Salta la commissione bipartisan guidata da Amato sul futuro di Roma - Lo stop dopo le parole di Alemanno sul fascismo

Era nata con le migliori intenzioni: mettere ad un tavolo semi permanente le più brillanti personalità giuridiche ed intellettuali della Capitale, nominate da Comune, Provincia e Regione in maniera rigorosamente bipartisan, per discutere su un progetto di riforma complessivo per Roma e le sue Istituzioni. L'avrebbe guidata l'ex premier Giuliano Amato. Era stata voluta dal sindaco e soprannominata la commissione "Attali De Noantri". Lo strumento attraverso il quale rendere Roma più moderna ed efficace, però, sembra essere saltato.

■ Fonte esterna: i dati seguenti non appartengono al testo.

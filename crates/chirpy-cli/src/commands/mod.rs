//! CLI command definitions and dispatch.

pub mod migrate;
pub mod password;
pub mod refresh;
pub mod token;

use std::sync::Arc;

use clap::{Parser, Subcommand};

use chirpy_auth::{PgRefreshTokenBackend, RefreshTokenStore};
use chirpy_core::config::AppConfig;
use chirpy_core::error::{AuthError, ErrorKind};
use chirpy_core::traits::SystemClock;
use chirpy_core::types::UserId;
use chirpy_database::DatabasePool;

use crate::output::OutputFormat;

/// Chirpy credential and session-token administration
#[derive(Debug, Parser)]
#[command(name = "chirpy-auth", version, about, long_about = None)]
pub struct Cli {
    /// Path to configuration file
    #[arg(short, long, default_value = "config/default.toml")]
    pub config: String,

    /// Output format
    #[arg(short, long, value_enum, default_value = "table")]
    pub format: OutputFormat,

    /// Subcommand to execute
    #[command(subcommand)]
    pub command: Commands,
}

/// Top-level commands
#[derive(Debug, Subcommand)]
pub enum Commands {
    /// Password hashing
    Password(password::PasswordArgs),
    /// Access tokens
    Token(token::TokenArgs),
    /// Refresh tokens
    Refresh(refresh::RefreshArgs),
    /// Database migration management
    Migrate(migrate::MigrateArgs),
}

impl Cli {
    /// Execute the CLI command
    pub async fn execute(&self, config: &AppConfig) -> Result<(), AuthError> {
        match &self.command {
            Commands::Password(args) => password::execute(args, config, self.format),
            Commands::Token(args) => token::execute(args, config, self.format),
            Commands::Refresh(args) => refresh::execute(args, config, self.format).await,
            Commands::Migrate(args) => migrate::execute(args, config).await,
        }
    }
}

/// Helper: connect to the refresh-token database
pub async fn connect_db(config: &AppConfig) -> Result<DatabasePool, AuthError> {
    DatabasePool::connect(&config.database).await
}

/// Helper: refresh-token store backed by PostgreSQL, with the pool it runs on.
///
/// The caller closes the pool once the store is no longer needed.
pub async fn refresh_store(
    config: &AppConfig,
) -> Result<(DatabasePool, RefreshTokenStore), AuthError> {
    let db = connect_db(config).await?;
    let backend = PgRefreshTokenBackend::new(db.refresh_tokens());
    let store = RefreshTokenStore::new(Arc::new(backend), Arc::new(SystemClock));
    Ok((db, store))
}

/// Helper: parse a user id argument
pub fn parse_user_id(raw: &str) -> Result<UserId, AuthError> {
    raw.parse().map_err(|e| {
        AuthError::with_source(
            ErrorKind::SubjectMalformed,
            format!("Invalid user id '{raw}'"),
            e,
        )
    })
}
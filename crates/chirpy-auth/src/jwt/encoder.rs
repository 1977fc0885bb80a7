//! Access-token issuance.

use chrono::Duration;
use jsonwebtoken::{Algorithm, EncodingKey, Header, encode};
use tracing::debug;

use chirpy_core::error::{AuthError, ErrorKind};
use chirpy_core::types::{SigningSecret, UserId};
use chirpy_entity::session::AccessToken;

use super::AccessTokenCodec;
use super::claims::{Claims, TokenKind};

/// Lifetime used when the caller passes a zero or negative ttl.
pub const DEFAULT_ACCESS_TOKEN_TTL: Duration = Duration::hours(1);

impl AccessTokenCodec {
    /// Issues an HS256-signed access token for `principal`.
    ///
    /// A zero or negative `ttl` means [`DEFAULT_ACCESS_TOKEN_TTL`]. A `ttl`
    /// that pushes expiry past the representable date range is a
    /// configuration error.
    pub fn issue(
        &self,
        principal: UserId,
        secret: &SigningSecret,
        ttl: Duration,
    ) -> Result<AccessToken, AuthError> {
        ensure_secret(secret)?;

        let ttl = if ttl <= Duration::zero() {
            DEFAULT_ACCESS_TOKEN_TTL
        } else {
            ttl
        };
        let now = self.clock.now();
        let expires_at = now
            .checked_add_signed(ttl)
            .ok_or_else(|| AuthError::configuration("Access token lifetime is out of range"))?;

        let claims = Claims {
            iss: TokenKind::Access,
            sub: principal.to_string(),
            iat: now.timestamp(),
            exp: expires_at.timestamp(),
        };

        let token = encode(
            &Header::new(Algorithm::HS256),
            &claims,
            &EncodingKey::from_secret(secret.as_bytes()),
        )
        .map_err(|e| {
            AuthError::with_source(
                ErrorKind::HashingFailure,
                "Failed to sign access token",
                e,
            )
        })?;

        debug!(user_id = %principal, expires_at = %expires_at, "Issued access token");

        Ok(AccessToken {
            token,
            issued_at: now,
            expires_at,
        })
    }
}

pub(super) fn ensure_secret(secret: &SigningSecret) -> Result<(), AuthError> {
    if secret.is_empty() {
        return Err(AuthError::configuration("Signing secret is empty"));
    }
    Ok(())
}
//! Access-token claims and the token-kind tag carried in the issuer field.

use serde::{Deserialize, Deserializer, Serialize};
use serde_json::Value;

/// Issuer string stamped on every access token minted by this system.
pub const ACCESS_TOKEN_ISSUER: &str = "chirpy";

/// Kind of token, carried in the `iss` claim.
///
/// Any issuer other than the string [`ACCESS_TOKEN_ISSUER`], including a
/// missing or non-string one, becomes [`TokenKind::Unrecognized`], so a token
/// minted by a different system or for a different purpose can never pass as
/// an access token.
#[derive(Debug, Clone, Copy, PartialEq, Eq, Default, Serialize, Deserialize)]
pub enum TokenKind {
    /// Short-lived access token minted by this system.
    #[serde(rename = "chirpy")]
    Access,
    /// Anything else.
    #[default]
    #[serde(other)]
    Unrecognized,
}

/// Claims payload of an access token.
///
/// Decoding never fails on a claim's type once the signature has verified:
/// a bad `iss` is `Unrecognized`, a bad `sub` is empty, and a bad `iat` or
/// `exp` is the epoch. The codec then rejects the token with the error that
/// names the offending claim.
#[derive(Debug, Clone, PartialEq, Eq, Serialize, Deserialize)]
pub struct Claims {
    /// Issuer, doubling as the token-kind tag.
    #[serde(default, deserialize_with = "token_kind")]
    pub iss: TokenKind,
    /// Subject: the principal's UUID string.
    #[serde(default, deserialize_with = "subject")]
    pub sub: String,
    /// Issued-at (seconds since epoch).
    #[serde(default, deserialize_with = "numeric_date")]
    pub iat: i64,
    /// Expiration (seconds since epoch).
    #[serde(default, deserialize_with = "numeric_date")]
    pub exp: i64,
}

fn token_kind<'de, D: Deserializer<'de>>(deserializer: D) -> Result<TokenKind, D::Error> {
    Ok(match Value::deserialize(deserializer)? {
        Value::String(issuer) if issuer == ACCESS_TOKEN_ISSUER => TokenKind::Access,
        _ => TokenKind::Unrecognized,
    })
}

fn subject<'de, D: Deserializer<'de>>(deserializer: D) -> Result<String, D::Error> {
    Ok(match Value::deserialize(deserializer)? {
        Value::String(subject) => subject,
        _ => String::new(),
    })
}

fn numeric_date<'de, D: Deserializer<'de>>(deserializer: D) -> Result<i64, D::Error> {
    let value = Value::deserialize(deserializer)?;
    Ok(value
        .as_i64()
        .or_else(|| value.as_f64().map(|secs| secs as i64))
        .unwrap_or(0))
}

#[cfg(test)]
mod tests {
    use super::*;

    #[test]
    fn test_access_kind_serializes_to_issuer_constant() {
        let json = serde_json::to_string(&TokenKind::Access).expect("serialize");
        assert_eq!(json, format!("\"{ACCESS_TOKEN_ISSUER}\""));
    }

    #[test]
    fn test_foreign_issuer_is_unrecognized() {
        let claims: Claims = serde_json::from_str(
            r#"{"iss":"someone-else","sub":"x","iat":0,"exp":1}"#,
        )
        .expect("deserialize");
        assert_eq!(claims.iss, TokenKind::Unrecognized);
    }

    #[test]
    fn test_missing_issuer_is_unrecognized() {
        let claims: Claims =
            serde_json::from_str(r#"{"sub":"x","iat":0,"exp":1}"#).expect("deserialize");
        assert_eq!(claims.iss, TokenKind::Unrecognized);
    }

    #[test]
    fn test_mistyped_claims_still_decode() {
        let claims: Claims = serde_json::from_str(
            r#"{"iss":42,"sub":{"id":1},"iat":"yesterday","exp":1700000000.9}"#,
        )
        .expect("deserialize");
        assert_eq!(claims.iss, TokenKind::Unrecognized);
        assert_eq!(claims.sub, "");
        assert_eq!(claims.iat, 0);
        assert_eq!(claims.exp, 1_700_000_000);
    }

    #[test]
    fn test_missing_subject_and_expiry_default() {
        let claims: Claims = serde_json::from_str(r#"{"iss":"chirpy"}"#).expect("deserialize");
        assert_eq!(claims.iss, TokenKind::Access);
        assert!(claims.sub.is_empty());
        assert_eq!(claims.exp, 0);
    }
}
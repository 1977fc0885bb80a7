//! Login, refresh and logout orchestration.

pub mod lookup;
pub mod manager;

pub use lookup::CredentialLookup;
pub use manager::{LoginResult, SessionService};
//! Stored credential as resolved by the user-record collaborator.

use serde::{Deserialize, Serialize};

use chirpy_core::types::UserId;

/// The part of a user record needed to check a login.
#[derive(Clone, Serialize, Deserialize)]
pub struct StoredCredential {
    /// The principal the credential belongs to.
    pub principal: UserId,
    /// Self-describing Argon2id PHC hash string.
    pub password_hash: String,
}

impl StoredCredential {
    /// Creates a credential record.
    pub fn new(principal: UserId, password_hash: impl Into<String>) -> Self {
        Self {
            principal,
            password_hash: password_hash.into(),
        }
    }
}

impl std::fmt::Debug for StoredCredential {
    fn fmt(&self, f: &mut std::fmt::Formatter<'_>) -> std::fmt::Result {
        f.debug_struct("StoredCredential")
            .field("principal", &self.principal)
            .finish_non_exhaustive()
    }
}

A pesare come un macigno sulla sopravvivenza della commissione, formalmente in stand by ma di fatto quasi morta, sono state le parole di Alemanno sul fascismo. Qualche giorno fa il sindaco aveva detto che il Ventennio "Non è stato il male assoluto, semmai lo sono state solo le leggi razziali". Da qui, secondo il centro-sinistra, l'impossibilità di lavorare tutti insieme per mancanza di uno spirito politico condiviso e la conseguente rinuncia dello stesso Amato. "Le dichiarazioni di Alemanno hanno pesato- ha spiegato il presidente della Regione Lazio Piero Marrazzo- Nella storia di Roma ci sono molti uomini che hanno creduto nei valori della libertà e della resistenza. La mia volontà non era quella di cancellare un processo oramai già in corso ma non ci sono più le condizioni". "La commissione dedicata allo sviluppo della Capitale, è in stand by ma mi auguro che questostand by sia breve" è invece stato il commento di Alemanno.